YOUR TASK: Starting at the line that contains "let (snapshot, _, review, task_id) = board(Some(2));", print every remaining line of the entries, unchanged, and output nothing more.

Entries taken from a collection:
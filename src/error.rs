use thiserror::Error;

pub type Result<T> = std::result::Result<T, CadenceError>;

/// Coarse classification used by the API layer to pick a response status
#[derive(Debug, Clone, Copy, PartialEq, Eq)]
pub enum ErrorKind {
    NotFound,
    Validation,
    Storage,
}

#[derive(Debug, Error)]
pub enum CadenceError {
    #[error("Column with id {0} not found")]
    ColumnNotFound(String),

    #[error("Board with id {0} not found")]
    BoardNotFound(String),

    #[error("Project not found: {0}")]
    ProjectNotFound(String),

    #[error("Task with id {0} not found")]
    TaskNotFound(String),

    #[error("Default project '{0}' not found")]
    DefaultProjectNotFound(String),

    #[error("Default project has no board")]
    DefaultBoardNotFound,

    #[error("Default board has no column")]
    DefaultColumnNotFound,

    #[error("Project name must contain at least one letter")]
    InvalidProjectName,

    #[error("{message}")]
    CapacityExceeded { message: String },

    #[error("Task is already in column {0}")]
    SameColumn(String),

    #[error("Invalid WIP limit {0}: must be a positive integer")]
    InvalidWipLimit(i64),

    #[error("Storage error: {0}")]
    StorageError(String),

    #[error("IO error: {0}")]
    IoError(#[from] std::io::Error),

    #[error("Serialization error: {0}")]
    SerializationError(#[from] serde_json::Error),

    #[cfg(feature = "sqlite-storage")]
    #[error("SQLite error: {0}")]
    SqliteError(#[from] rusqlite::Error),

    #[error("Configuration error: {0}")]
    ConfigError(String),
}

impl CadenceError {
    pub fn kind(&self) -> ErrorKind {
        match self {
            Self::ColumnNotFound(_)
            | Self::BoardNotFound(_)
            | Self::ProjectNotFound(_)
            | Self::TaskNotFound(_)
            | Self::DefaultProjectNotFound(_)
            | Self::DefaultBoardNotFound
            | Self::DefaultColumnNotFound => ErrorKind::NotFound,
            Self::InvalidProjectName
            | Self::CapacityExceeded { .. }
            | Self::SameColumn(_)
            | Self::InvalidWipLimit(_)
            | Self::ConfigError(_) => ErrorKind::Validation,
            Self::StorageError(_) | Self::IoError(_) | Self::SerializationError(_) => {
                ErrorKind::Storage
            }
            #[cfg(feature = "sqlite-storage")]
            Self::SqliteError(_) => ErrorKind::Storage,
        }
    }
}
use crate::{
    domain::{
        Board, BoardId, BoardSnapshot, Column, ColumnId, NewTask, Project, ProjectId, Task, TaskId,
    },
    error::Result,
    storage::{state::StoreState, ColumnPlacement, CounterTick, Storage},
};
use async_trait::async_trait;
use tokio::sync::Mutex;

/// Process-local storage, mostly for tests and embedding
#[derive(Default)]
pub struct MemoryStorage {
    state: Mutex<StoreState>,
}

impl MemoryStorage {
    pub fn new() -> Self {
        Self::default()
    }
}

#[async_trait]
impl Storage for MemoryStorage {
    async fn initialize(&self) -> Result<()> {
        Ok(())
    }

    async fn is_initialized(&self) -> bool {
        true
    }

    async fn create_project(&self, project: &Project) -> Result<()> {
        self.state.lock().await.insert_project(project)
    }

    async fn find_project_by_slug(&self, slug: &str) -> Result<Option<Project>> {
        Ok(self.state.lock().await.project_by_slug(slug))
    }

    async fn find_project_by_name(&self, name: &str) -> Result<Option<Project>> {
        Ok(self.state.lock().await.project_by_name(name))
    }

    async fn increment_project_counter(&self, project_id: &ProjectId) -> Result<CounterTick> {
        self.state.lock().await.increment_counter(project_id)
    }

    async fn create_board(&self, board: &Board) -> Result<()> {
        self.state.lock().await.insert_board(board)
    }

    async fn first_board_of_project(&self, project_id: &ProjectId) -> Result<Option<Board>> {
        Ok(self.state.lock().await.first_board(project_id))
    }

    async fn load_board_snapshot(&self, board_id: &BoardId) -> Result<BoardSnapshot> {
        self.state.lock().await.snapshot(board_id)
    }

    async fn create_column(&self, column: &Column) -> Result<()> {
        self.state.lock().await.insert_column(column)
    }

    async fn find_column_by_id(&self, column_id: &ColumnId) -> Result<Option<Column>> {
        Ok(self.state.lock().await.column(column_id))
    }

    async fn find_column_with_project(
        &self,
        column_id: &ColumnId,
    ) -> Result<Option<ColumnPlacement>> {
        Ok(self.state.lock().await.column_placement(column_id))
    }

    async fn list_columns(&self, board_id: &BoardId) -> Result<Vec<Column>> {
        Ok(self.state.lock().await.columns_of(board_id))
    }

    async fn count_tasks_in_column(&self, column_id: &ColumnId) -> Result<usize> {
        Ok(self.state.lock().await.count_in_column(column_id))
    }

    async fn task_positions_in_column(
        &self,
        column_id: &ColumnId,
        excluding: Option<&TaskId>,
    ) -> Result<Vec<i32>> {
        Ok(self
            .state
            .lock()
            .await
            .positions_in_column(column_id, excluding))
    }

    async fn create_task(&self, task: NewTask) -> Result<Task> {
        self.state.lock().await.insert_task(task)
    }

    async fn find_task_by_id(&self, task_id: &TaskId) -> Result<Option<Task>> {
        Ok(self.state.lock().await.task(task_id))
    }

    async fn update_task_column_and_position(
        &self,
        task_id: &TaskId,
        column_id: &ColumnId,
        position: i32,
    ) -> Result<Task> {
        self.state
            .lock()
            .await
            .relocate_task(task_id, column_id, position)
    }

    async fn append_task(&self, task: NewTask) -> Result<Task> {
        self.state.lock().await.append_task(task)
    }

    async fn append_to_column(&self, task_id: &TaskId, column_id: &ColumnId) -> Result<Task> {
        self.state.lock().await.append_to_column(task_id, column_id)
    }
}

#[cfg(test)]
mod tests {
    use super::*;
    use crate::domain::{TaskCreate, TaskIdentifier};
    use crate::error::CadenceError;
    use std::sync::Arc;

    async fn seeded() -> (MemoryStorage, Project, Column) {
        let storage = MemoryStorage::new();
        let project = Project::new("Backend".to_string(), "BAC".to_string());
        storage.create_project(&project).await.unwrap();
        let board = Board::new(project.id, "Main".to_string());
        storage.create_board(&board).await.unwrap();
        let column = Column::new(board.id, "Todo".to_string(), 0);
        storage.create_column(&column).await.unwrap();
        (storage, project, column)
    }

    #[tokio::test]
    async fn test_duplicate_slug_rejected_case_insensitively() {
        let (storage, _, _) = seeded().await;
        let clash = Project::new("Other".to_string(), "bac".to_string());
        assert!(storage.create_project(&clash).await.is_err());
    }

    #[tokio::test]
    async fn test_column_placement_resolves_chain() {
        let (storage, project, column) = seeded().await;
        let placement = storage
            .find_column_with_project(&column.id)
            .await
            .unwrap()
            .unwrap();
        assert_eq!(placement.project_id, project.id);
        assert_eq!(placement.column.id, column.id);

        let missing = storage
            .find_column_with_project(&ColumnId::new())
            .await
            .unwrap();
        assert!(missing.is_none());
    }

    #[tokio::test]
    async fn test_concurrent_counter_increments_are_distinct() {
        let (storage, project, _) = seeded().await;
        let storage = Arc::new(storage);

        let handles: Vec<_> = (0..64)
            .map(|_| {
                let storage = Arc::clone(&storage);
                let project_id = project.id;
                tokio::spawn(async move {
                    storage
                        .increment_project_counter(&project_id)
                        .await
                        .unwrap()
                        .task_number
                })
            })
            .collect();

        let mut numbers = Vec::new();
        for handle in handles {
            numbers.push(handle.await.unwrap());
        }
        numbers.sort_unstable();
        assert_eq!(numbers, (1..=64).collect::<Vec<u32>>());
    }

    fn new_task(column: &Column, number: u32) -> NewTask {
        NewTask::new(
            TaskCreate::new(column.id, format!("Task {}", number)),
            TaskIdentifier::compose("BAC", number),
            -1,
        )
    }

    #[tokio::test]
    async fn test_append_task_assigns_position_and_enforces_limit() {
        let (storage, project, _) = seeded().await;
        let board = storage.first_board_of_project(&project.id).await.unwrap().unwrap();
        let capped = Column::new(board.id, "Capped".to_string(), 1)
            .with_limit(Some(2))
            .unwrap();
        storage.create_column(&capped).await.unwrap();

        let first = storage.append_task(new_task(&capped, 1)).await.unwrap();
        let second = storage.append_task(new_task(&capped, 2)).await.unwrap();
        assert_eq!((first.position, second.position), (0, 1));

        let err = storage.append_task(new_task(&capped, 3)).await.unwrap_err();
        assert!(matches!(err, CadenceError::CapacityExceeded { .. }));
        assert_eq!(storage.count_tasks_in_column(&capped.id).await.unwrap(), 2);
    }

    #[tokio::test]
    async fn test_append_to_column_checks_before_writing() {
        let (storage, project, todo) = seeded().await;
        let board = storage.first_board_of_project(&project.id).await.unwrap().unwrap();
        let capped = Column::new(board.id, "Capped".to_string(), 1)
            .with_limit(Some(1))
            .unwrap();
        storage.create_column(&capped).await.unwrap();
        let first = storage.append_task(new_task(&todo, 1)).await.unwrap();
        let second = storage.append_task(new_task(&todo, 2)).await.unwrap();

        let same = storage.append_to_column(&first.id, &todo.id).await.unwrap_err();
        assert!(matches!(same, CadenceError::SameColumn(_)));

        let moved = storage.append_to_column(&first.id, &capped.id).await.unwrap();
        assert_eq!((moved.column_id, moved.position), (capped.id, 0));

        let full = storage.append_to_column(&second.id, &capped.id).await.unwrap_err();
        assert!(matches!(full, CadenceError::CapacityExceeded { .. }));
        let unchanged = storage.find_task_by_id(&second.id).await.unwrap().unwrap();
        assert_eq!((unchanged.column_id, unchanged.position), (todo.id, 1));
    }

    #[tokio::test]
    async fn test_counter_for_unknown_project_fails() {
        let storage = MemoryStorage::new();
        assert!(storage
            .increment_project_counter(&ProjectId::new())
            .await
            .is_err());
    }
}
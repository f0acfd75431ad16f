//! Drag-and-drop of tasks between columns.
//!
//! The rendering side owns the per-card [`GestureController`]s, the
//! [`DropZones`] and the [`AutoScrollReactor`]; they share one lock-free
//! [`DragSession`]. The application side runs a [`DragCoordinator`] that
//! receives [`DragEvent`]s over a channel, validates drops and commits them.

pub mod auto_scroll;
pub mod coordinator;
pub mod drop;
pub mod drop_zone;
pub mod gesture;
pub mod session;
pub mod slots;

pub use auto_scroll::{AutoScrollReactor, ScrollCommand, ScrollDriver, ScrollExtent};
pub use coordinator::{DragCoordinator, DropResolution};
pub use drop::{DropDecision, DropValidator, MoveCommitter, ValidatedDrop};
pub use drop_zone::{ColumnZone, DropZones, Rect};
pub use gesture::{DragEvent, GestureController, GestureOutcome, GestureState};
pub use session::{DragSession, DropTarget, Point, SessionView, Slot};
pub use slots::BoardSlots;
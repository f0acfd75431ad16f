use crate::domain::{BoardSnapshot, ColumnId, Task, TaskId};
use crate::error::Result;
use crate::placement::TaskMover;
use std::sync::Arc;
use tracing::info;

/// A drop that passed validation; only [`DropValidator`] can produce one
#[derive(Debug, Clone, Copy, PartialEq, Eq)]
pub struct ValidatedDrop {
    task_id: TaskId,
    target_column_id: ColumnId,
}

impl ValidatedDrop {
    pub fn task_id(&self) -> TaskId {
        self.task_id
    }

    pub fn target_column_id(&self) -> ColumnId {
        self.target_column_id
    }
}

#[derive(Debug, Clone, PartialEq, Eq)]
pub enum DropDecision {
    Accept(ValidatedDrop),
    Reject { reason: String },
}

impl DropDecision {
    pub fn is_valid(&self) -> bool {
        matches!(self, DropDecision::Accept(_))
    }

    pub fn reason(&self) -> Option<&str> {
        match self {
            DropDecision::Accept(_) => None,
            DropDecision::Reject { reason } => Some(reason),
        }
    }

    fn reject(reason: impl Into<String>) -> Self {
        DropDecision::Reject {
            reason: reason.into(),
        }
    }
}

pub struct DropValidator;

impl DropValidator {
    /// Decides whether `task_id` may be dropped onto `target_column_id`.
    ///
    /// Counts come from the board the user is looking at, not a fresh
    /// read; the move itself re-checks capacity against storage.
    pub fn validate(
        board: &BoardSnapshot,
        task_id: &TaskId,
        target_column_id: &ColumnId,
    ) -> DropDecision {
        let (Some(column), Some(task)) = (board.column(target_column_id), board.task(task_id))
        else {
            return DropDecision::reject("Column or task not found");
        };

        if task.column_id == column.id {
            return DropDecision::reject("Task is already in this column");
        }

        if let Some(limit) = column.limit {
            if board.task_count(&column.id) >= limit as usize {
                return DropDecision::reject(format!(
                    "Column '{}' is at WIP limit ({})",
                    column.name, limit
                ));
            }
        }

        DropDecision::Accept(ValidatedDrop {
            task_id: task.id,
            target_column_id: column.id,
        })
    }
}

/// Persists validated drops
#[derive(Clone)]
pub struct MoveCommitter {
    mover: Arc<dyn TaskMover>,
}

impl MoveCommitter {
    pub fn new(mover: Arc<dyn TaskMover>) -> Self {
        Self { mover }
    }

    pub async fn commit(&self, drop: ValidatedDrop) -> Result<Task> {
        let task = self
            .mover
            .move_task(&drop.task_id, &drop.target_column_id)
            .await?;
        info!(task = %task.id, column = %task.column_id, "drop committed");
        Ok(task)
    }
}

#[cfg(test)]
mod tests {
    use super::*;
    use crate::domain::{Board, Column, NewTask, ProjectId, TaskCreate, TaskIdentifier};

    fn task_in(column: &Column, number: u32) -> Task {
        let identifier = TaskIdentifier::compose("ABC", number);
        Task::from_new(NewTask::new(
            TaskCreate::new(column.id, format!("Task {}", number)),
            identifier,
            number as i32,
        ))
    }

    fn board(limit: Option<i64>) -> (BoardSnapshot, Column, Column, TaskId) {
        let board = Board::new(ProjectId::new(), "Main".to_string());
        let todo = Column::new(board.id, "Todo".to_string(), 0);
        let review = Column::new(board.id, "Review".to_string(), 1)
            .with_limit(limit)
            .unwrap();
        let mover = task_in(&todo, 1);
        let mover_id = mover.id;
        let tasks = vec![mover, task_in(&review, 2), task_in(&review, 3)];
        let snapshot = BoardSnapshot::new(board, vec![todo.clone(), review.clone()], tasks);
        (snapshot, todo, review, mover_id)
    }

    #[test]
    fn test_accepts_drop_onto_other_column_with_room() {
        let (snapshot, _, review, task_id) = board(Some(3));
        let decision = DropValidator::validate(&snapshot, &task_id, &review.id);
        assert!(decision.is_valid());
        assert_eq!(decision.reason(), None);
    }

    #[test]
    fn test_rejects_drop_onto_current_column() {
        let (snapshot, todo, _, task_id) = board(None);
        let decision = DropValidator::validate(&snapshot, &task_id, &todo.id);
        assert_eq!(decision.reason(), Some("Task is already in this column"));
    }

    #[test]
    fn test_rejects_drop_onto_full_column() {
        let (snapshot, _, review, task_id) = board(Some(2));
        let decision = DropValidator::validate(&snapshot, &task_id, &review.id);
        assert!(!decision.is_valid());
        assert_eq!(
            decision.reason(),
            Some("Column 'Review' is at WIP limit (2)")
        );
    }

    #[test]
    fn test_rejects_unknown_ids() {
        let (snapshot, todo, _, task_id) = board(None);
        let unknown_column = DropValidator::validate(&snapshot, &task_id, &ColumnId::new());
        let unknown_task = DropValidator::validate(&snapshot, &TaskId::new(), &todo.id);
        assert_eq!(unknown_column.reason(), Some("Column or task not found"));
        assert_eq!(unknown_task.reason(), Some("Column or task not found"));
    }
}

WRITTEN RESPONSE:
        let (snapshot, _, review, task_id) = board(Some(2));
        let decision = DropValidator::validate(&snapshot, &task_id, &review.id);
        assert!(!decision.is_valid());
        assert_eq!(
            decision.reason(),
            Some("Column 'Review' is at WIP limit (2)")
        );
    }

    #[test]
    fn test_rejects_unknown_ids() {
        let (snapshot, todo, _, task_id) = board(None);
        let unknown_column = DropValidator::validate(&snapshot, &task_id, &ColumnId::new());
        let unknown_task = DropValidator::validate(&snapshot, &TaskId::new(), &todo.id);
        assert_eq!(unknown_column.reason(), Some("Column or task not found"));
        assert_eq!(unknown_task.reason(), Some("Column or task not found"));
    }
}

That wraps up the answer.